Alfonso Cano, der zweite Mann der FARC, bestritt vor ei­nigen Monaten in einem Inter­view der Zeitschrift Alternativa, daß Entführungen offizielle Po­litik der FARC seien. Doch aus Geldmangel befolgten nicht alle Guerilleros das Ent­füh­rungs­ver­bot. Außerdem kid­napp­ten auch Deserteure und Kriminelle im Na­men der FARC: “Wir wollen den Leuten bewußt machen, daß es so nicht geht.”

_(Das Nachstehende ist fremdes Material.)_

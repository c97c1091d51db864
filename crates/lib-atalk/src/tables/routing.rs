use std::collections::BTreeMap;
use std::fmt::Display;
use std::time::Duration;

use tokio::time::Instant;

use crate::constants;
use crate::types::NetRange;

/// Distance advertised for a route that is going away.
pub const UNREACHABLE_DISTANCE: u8 = 16;

/// How long a route may sit in each ageing state before moving to the next.
const AGING_STEP: Duration = Duration::from_secs(constants::ROUTE_AGING_INTERVAL_SECS);

/// Ageing states of a learned route. A refresh from the owning neighbor
/// resets the route to `Good`; otherwise it only ever moves forward until
/// removal.
#[derive(Debug, Clone, Copy, PartialEq, Eq)]
pub enum RouteState {
    Good,
    Suspect,
    Bad,

    /// Still advertised, at distance 16, so neighbors learn the loss.
    ZombieForNotifications,
}

impl Display for RouteState {
    fn fmt(&self, f: &mut std::fmt::Formatter<'_>) -> std::fmt::Result {
        match self {
            Self::Good => write!(f, "good"),
            Self::Suspect => write!(f, "suspect"),
            Self::Bad => write!(f, "bad"),
            Self::ZombieForNotifications => write!(f, "zombie"),
        }
    }
}

/// One entry in the routing table.
#[derive(Debug, Clone)]
pub struct Route {
    pub range: NetRange,
    pub distance: u8,

    /// `None` for directly-connected networks.
    pub next_hop: Option<(u16, u8)>,

    /// Egress port index.
    pub port: usize,

    /// Whether the covered network is extended; decides the advertisement
    /// tuple form.
    pub extended: bool,

    pub state: RouteState,
    pub last_refreshed: Instant,
}

impl Route {
    pub fn is_direct(&self) -> bool {
        self.next_hop.is_none()
    }
}

/// What an RTMP tuple did to the table.
#[derive(Debug, Clone, Copy, PartialEq, Eq)]
pub enum RouteUpdate {
    Inserted,
    Refreshed,
    Replaced,
    Ignored,
}

/// The routing information base, keyed by non-overlapping network ranges.
#[derive(Debug, Default)]
pub struct RoutingTable {
    routes: BTreeMap<u16, Route>,
}

impl RoutingTable {
    pub fn new() -> Self {
        Self::default()
    }

    pub fn len(&self) -> usize {
        self.routes.len()
    }

    pub fn is_empty(&self) -> bool {
        self.routes.is_empty()
    }

    pub fn iter(&self) -> impl Iterator<Item = &Route> {
        self.routes.values()
    }

    /// The route whose range contains `network`, if any.
    pub fn lookup(&self, network: u16) -> Option<&Route> {
        self.routes
            .range(..=network)
            .next_back()
            .map(|(_, route)| route)
            .filter(|route| route.range.contains(network))
    }

    pub fn get(&self, range: &NetRange) -> Option<&Route> {
        self.routes.get(&range.first())
    }

    /// Install the directly-connected route for a port that came online.
    /// Overlapping learned routes yield to the direct one.
    pub fn insert_direct(&mut self, range: NetRange, port: usize, extended: bool) {
        self.remove_overlapping(&range);
        self.routes.insert(
            range.first(),
            Route {
                range,
                distance: 0,
                next_hop: None,
                port,
                extended,
                state: RouteState::Good,
                last_refreshed: Instant::now(),
            },
        );
    }

    /// Apply one received RTMP tuple. `distance` is the candidate distance,
    /// already incremented for the hop to the advertising neighbor.
    pub fn observe(
        &mut self,
        range: NetRange,
        extended: bool,
        distance: u8,
        next_hop: (u16, u8),
        port: usize,
        now: Instant,
    ) -> RouteUpdate {
        let existing = self
            .routes
            .values()
            .find(|route| route.range.overlaps(&range))
            .map(|route| (route.range.first(), route.next_hop, route.port, route.distance));
        let same_neighbor = matches!(
            existing,
            Some((_, hop, p, _)) if hop == Some(next_hop) && p == port
        );

        if distance > constants::MAX_HOP_COUNT {
            // The neighbor lost the route. If it is the neighbor we learned
            // it from, start notifying and let ageing remove it.
            if same_neighbor {
                if let Some(route) = existing.and_then(|(key, ..)| self.routes.get_mut(&key)) {
                    route.state = RouteState::ZombieForNotifications;
                    route.distance = UNREACHABLE_DISTANCE;
                    route.last_refreshed = now;
                    return RouteUpdate::Refreshed;
                }
            }
            return RouteUpdate::Ignored;
        }

        match existing {
            None => {
                self.routes.insert(
                    range.first(),
                    Route {
                        range,
                        distance,
                        next_hop: Some(next_hop),
                        port,
                        extended,
                        state: RouteState::Good,
                        last_refreshed: now,
                    },
                );
                RouteUpdate::Inserted
            }
            Some((key, ..)) if same_neighbor => {
                if let Some(route) = self.routes.get_mut(&key) {
                    route.distance = distance;
                    route.state = RouteState::Good;
                    route.last_refreshed = now;
                }
                RouteUpdate::Refreshed
            }
            Some((.., existing_distance)) if distance < existing_distance => {
                // A strictly better path supersedes the old entry.
                self.remove_overlapping(&range);
                self.routes.insert(
                    range.first(),
                    Route {
                        range,
                        distance,
                        next_hop: Some(next_hop),
                        port,
                        extended,
                        state: RouteState::Good,
                        last_refreshed: now,
                    },
                );
                RouteUpdate::Replaced
            }
            // Equal or worse via a different neighbor: first wins.
            Some(_) => RouteUpdate::Ignored,
        }
    }

    /// Withdraw every route using the given port. Returns the ranges that
    /// disappeared so zone state can follow.
    pub fn remove_port(&mut self, port: usize) -> Vec<NetRange> {
        let removed: Vec<NetRange> = self
            .routes
            .values()
            .filter(|route| route.port == port)
            .map(|route| route.range)
            .collect();
        for range in &removed {
            self.routes.remove(&range.first());
        }
        removed
    }

    /// One ageing pass. Learned routes advance one state per
    /// [`AGING_STEP`] without a refresh; zombies get removed. Returns the
    /// ranges removed on this pass.
    pub fn sweep(&mut self, now: Instant) -> Vec<NetRange> {
        let mut removed = Vec::new();

        for route in self.routes.values_mut() {
            if route.is_direct() || now.duration_since(route.last_refreshed) < AGING_STEP {
                continue;
            }
            route.last_refreshed = now;
            route.state = match route.state {
                RouteState::Good => RouteState::Suspect,
                RouteState::Suspect => RouteState::Bad,
                RouteState::Bad => {
                    route.distance = UNREACHABLE_DISTANCE;
                    RouteState::ZombieForNotifications
                }
                RouteState::ZombieForNotifications => {
                    removed.push(route.range);
                    route.state
                }
            };
        }

        for range in &removed {
            self.routes.remove(&range.first());
        }
        removed
    }

    fn remove_overlapping(&mut self, range: &NetRange) {
        let keys: Vec<u16> = self
            .routes
            .values()
            .filter(|route| route.range.overlaps(range))
            .map(|route| route.range.first())
            .collect();
        for key in keys {
            self.routes.remove(&key);
        }
    }
}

Sicherlich agie­ren viele Gue­rilla­einheiten weitgehend auto­nom, jedoch hat keiner der Re­bellenführer jemals die Ent­füh­rungspraxis der letzten Jahre grundsätzlich verurteilt. Sowohl die FARC wie auch die ELN sind in erster Linie militärische Or­ganisationen, die im jetzigen Krieg mit dem ko­lum­bianischen Staat Stellungsvorteile heraus­holen wol­len, bevor es – viel­leicht unter einem neuen Präsi­denten – ein­mal zu Frie­densver­handlungen mit der Regierung kommt. Dabei scheint der Zweck alle Mittel zu heiligen. Beson­ders fatal an dieser Situation ist, daß sich eine demokratische Linke im Kriegs­zustand kaum ent­wickeln kann – pa­ramilitäri­sche Einheiten ermorden in ih­rem “schmu­tzi­gen Krieg” nicht nur Gue­rilleros, sondern vor al­lem deren vermeintliche Sym­pathisantInnen in der Zivil­bevöl­kerung.